A council has won an appeal over whether it was required – following an FOI request – to disclose the job titles of junior officers attending a meeting at a law firm to discuss a major outsourcing project.
The requester, Derek Dishman, submitted a freedom of information request on 19 December 2011 to the London Borough of Barnet asking the council to provide: “the job titles…of the 40 officers who spent some or all of the week ended 16 December 2011 at the officers of Trowers & Hamlins evaluating the four proposals for the New Support & Customer Services Organisation (NSCSO) proposals”.
Barnet refused Dishman's request on 27 January 2012. The local authority claimed that it was prejudicial to its commercial interests – under s. 43(2) FOIA – and that it was also exempt as personal data – under s. 40(2) FOIA.
Following an investigation, the Information Commissioner concluded that:
- The council wrongly applied the commercial interests exemption and partially misapplied the exemption for personal data;
- The council was required to disclose the job titles of the senior officials attending the law firm’s officers. Although these were personal data as they related to an individual postholder, it was not unfair to disclose them.
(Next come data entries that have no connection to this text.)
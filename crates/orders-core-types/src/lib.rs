//! Core types shared across the orders crates
//!
//! - **Schema constants**: canonical field keys and event names used by the
//!   logging facility and its test capture
//! - **Sensitive data**: `Sensitive<T>` keeps connection strings and other
//!   secrets out of logs

pub mod schema;
pub mod sensitive;

pub use sensitive::Sensitive;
- The council was also required to disclose the job titles of the junior officials identified by the request where more than one person held the job title because: (a) where only one individual held the job title, and they were a junior official, the title was personal data because disclosure would create a real risk of that junior official being identified and it would be unfair to make the disclosure because it would breach the official’s reasonable expectations of privacy and cause them distress; and (b) titles held by more than one individual were not ‘personal data’, and so could not be exempt under s40(2) FOIA.
Barnet subsequently provided the job titles for senior officials. The appeal before the First-Tier Tribunal (Information Rights) focused on whether the council had to disclose those titles shared by more than one junior official as required by the Information Commissioner.
The tribunal unanimously upheld Barnet’s appeal in relation to s. 40 FOIA, but not when it came to s. 43(2).
On the issue of whether the requested information in relation to junior officers was personal data, the tribunal said: “We consider that in this case, officials are likely to become identifiable from their job title and other information that the requester is reasonably likely to have and obtain. This is supported by the requester’s involvement with blogs and apparent access to the council’s intranet, neither of which he has disputed.”
The tribunal said it followed that the requested information was personal data for the purpose of s. 40.
It added: “If the requester or any other motivated person were to identify the wrong official from the job titles given, we consider that it would still amount to the identification of a living individual (albeit not the one he seeks) and the information would again be personal data for the purpose of s. 40 FOIA.”
The tribunal said it noted that the requester argued that his blog had evolved such that he no longer intended to blog about job holder identities. Dishman also stated that if he were to make an error as to the jobholders’ identities he would correct his blog if informed, and that he did not plan to identify the names of junior job holders. The requester also stated that he did not know what he would do with the information until he had seen it.
“This does not alter our view,” the tribunal stated. “This is because our task is to determine whether officials would be identifiable from the requested material and the potential impact this may have on their legitimate interests.”
In relation to commercial interests, the tribunal backed the ruling of the Information Commissioner. “In particular, on the evidence provided by it, we do not think the council has demonstrated that the requested information would or would be likely to prejudice any commercial interests of the council or another person.”
The ten-year, £320m+ contract for the NSCSO is a key part of the council’s One Barnet programme. In August Barnet signed the contract with Capita for its establishment as well as a separate £154m joint venture for the councils’ Development and Regulatory Services.
The signings came just days after the Court of Appeal rejected the claim brought by local resident Maria Nash on the basis that it had been brought out of time.